A few weeks ago, while at the incredible SQL Saturday Madison, I had a great discussion with a few of the other speakers about SQL Server VM-level memory counters and their (lack of) validity on the actual memory usage properties of the SQL Server engine. A while back, I blogged about this but I want to revisit it here.
VM-level memory counters simply cannot be trusted for SQL Server workloads at this time. Period. VM memory counters are not application aware, and as a result, are not aware of the way that in-guest applications use memory.
Active memory counters at the VM layer measure the amount of memory that is touched in each sample interval. VM administrators and even some VM-level performance tools only look at this counter and tell you that it is perfectly fine to reduce the amount of memory assigned to these VMs. Nothing could be further from the truth. For example, this is a screenshot from vCenter Operations Manager on a dedicated SQL Server VM host cluster (which was perfectly fine, by the way).
SQL Server uses memory as a working set I/O buffer, and memory blocks in the SQL Server buffer pool are most commonly used as a read cache. Memory blocks that are repeatedly read only show up in the active counters if that block has been read from or written to in the last sample interval, which is usually 20 seconds. Therefore, SQL Servers that have an appropriate (or too high, but that’s a different story) amount of memory assigned to the VM will have most of the commonly accessed data in memory, but those blocks are rarely accessed in their entirety over that short of a sample window. The VM active memory counters will show a very low active value, but this SQL Server could actually be very busy.
Don’t take my word for it. Even VMware’s own documentation states this fact. Check the document “SQL Server on VMware Best Practices Guide” at VMware.com, Section 4.3.4.1, page 23.
The example of this in practice is a quick profile of the memory counter when I was loading some performance data into a database. The Active memory counter in my VMware lab grew and then shrunk.
But… I was not only NOT done loading data, I was actively running performance reports, all of which were constantly scanning all of the data that I had just loaded.
This is why I reserve all guest RAM for production SQL Server VM workloads as well. When under memory pressure, the host is going to look for the VMs with the least amount of active memory ‘usage’, and because of this discrepancy in view points, your SQL Servers are now prime targets for memory reclamation processes, which are guaranteed slow your SQL Server VMs down.

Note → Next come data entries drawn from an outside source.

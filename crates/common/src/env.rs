//! Environment/runtime helpers
//!
//! Sanity checks to ensure expected directories exist before stores open files.

use std::path::Path;

use tracing::debug;

/// Ensure the parent directory of `file` exists, creating it if needed.
pub async fn ensure_parent_dir(file: &Path) -> anyhow::Result<()> {
    let Some(parent) = file.parent() else { return Ok(()) };
    if parent.as_os_str().is_empty() {
        return Ok(());
    }
    if tokio::fs::metadata(parent).await.is_err() {
        debug!(dir = %parent.display(), "creating data directory");
    }
    tokio::fs::create_dir_all(parent)
        .await
        .map_err(|e| anyhow::anyhow!("cannot create {}: {e}", parent.display()))?;
    Ok(())
}
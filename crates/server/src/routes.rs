use axum::{
    http::StatusCode,
    routing::{delete, get, post},
    Json, Router,
};
use tower_http::{
    cors::CorsLayer,
    trace::{DefaultMakeSpan, DefaultOnFailure, DefaultOnRequest, DefaultOnResponse, TraceLayer},
};
use tracing::Level;
use utoipa::OpenApi;

use common::types::Health;

use crate::openapi::ApiDoc;
use crate::state::ServerState;

pub mod features;

#[utoipa::path(get, path = "/health", tag = "health", responses((status = 200, description = "OK", body = crate::openapi::HealthResponse)))]
pub async fn health() -> Json<Health> {
    Json(Health { status: "ok" })
}

async fn metrics() -> (StatusCode, String) {
    common::metrics::encode_metrics()
}

async fn openapi_json() -> Json<utoipa::openapi::OpenApi> {
    Json(ApiDoc::openapi())
}

/// Build the full application router: feature access API plus health, metrics and docs.
pub fn build_router(state: ServerState, cors: CorsLayer) -> Router {
    let ops = Router::new()
        .route("/health", get(health))
        .route("/metrics", get(metrics))
        .route("/api-docs/openapi.json", get(openapi_json));

    let api = Router::new()
        .route("/api/features", get(features::list_by_role).post(features::create))
        .route("/api/features/categories", get(features::list_categories))
        .route("/api/features/category", get(features::list_by_category))
        .route("/api/features/bulk-add", post(features::bulk_add))
        .route("/api/features/bulk-remove", delete(features::bulk_remove))
        .route("/api/roles", get(features::list_roles));

    ops.merge(api)
        .with_state(state)
        .layer(cors)
        .layer(
            TraceLayer::new_for_http()
                .make_span_with(DefaultMakeSpan::new().level(Level::INFO).include_headers(false))
                .on_request(DefaultOnRequest::new().level(Level::INFO))
                .on_response(DefaultOnResponse::new().level(Level::INFO).include_headers(false))
                .on_failure(DefaultOnFailure::new().level(Level::ERROR)),
        )
}
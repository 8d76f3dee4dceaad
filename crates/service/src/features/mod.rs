//! Role → feature grants: domain model, storage seam and business rules.

pub mod domain;
pub mod repository;
pub mod service;

pub use domain::{Feature, FeatureDraft, FeatureMap, RoleFeatures};
pub use repository::{FeatureRepository, InMemoryFeatureRepository, JsonFileFeatureRepository};
pub use service::FeatureService;
use std::net::SocketAddr;

use configs::{AppConfig, ServerConfig};
use tower_http::cors::CorsLayer;
use tracing::info;

use crate::routes;
use crate::state::ServerState;

fn build_cors() -> CorsLayer {
    CorsLayer::very_permissive()
}

fn bind_addr(cfg: &ServerConfig) -> anyhow::Result<SocketAddr> {
    Ok(format!("{}:{}", cfg.host, cfg.port).parse()?)
}

/// Build the router over the configured store.
pub async fn build_app(cfg: &AppConfig) -> anyhow::Result<axum::Router> {
    let features = service::runtime::build_feature_service(&cfg.store).await?;
    Ok(routes::build_router(ServerState::new(features), build_cors()))
}

async fn shutdown_signal() {
    if let Err(e) = tokio::signal::ctrl_c().await {
        tracing::error!(error = %e, "failed to listen for Ctrl+C");
        std::future::pending::<()>().await;
    }
    info!("shutdown signal received");
}

/// Public entry: build the app and serve until Ctrl+C.
pub async fn run(cfg: AppConfig) -> anyhow::Result<()> {
    let app = build_app(&cfg).await?;

    let addr = bind_addr(&cfg.server)?;
    info!(%addr, backend = ?cfg.store.backend, "starting feature access server");
    let listener = tokio::net::TcpListener::bind(addr).await?;
    axum::serve(listener, app)
        .with_graceful_shutdown(shutdown_signal())
        .await?;
    Ok(())
}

So… VM admins, do not use this counter as a means to reclaim RAM from these SQL Server VMs. It is not only inaccurate, it’s dangerous because it can result is destroying the performance of that SQL Server VM.
Instead, work with your DBA to fetch the memory usage information from both SQL Server and the Windows operating system inside the VM itself. WMI counters can show you signs of memory pressure inside the VM, and scripts such as Glenn Berry’s SQL Server diagnostic scripts contain methods to look inside SQL Server and see how memory is being managed.
These in-guest counters are the sources of your truth, not the VM-layer counters.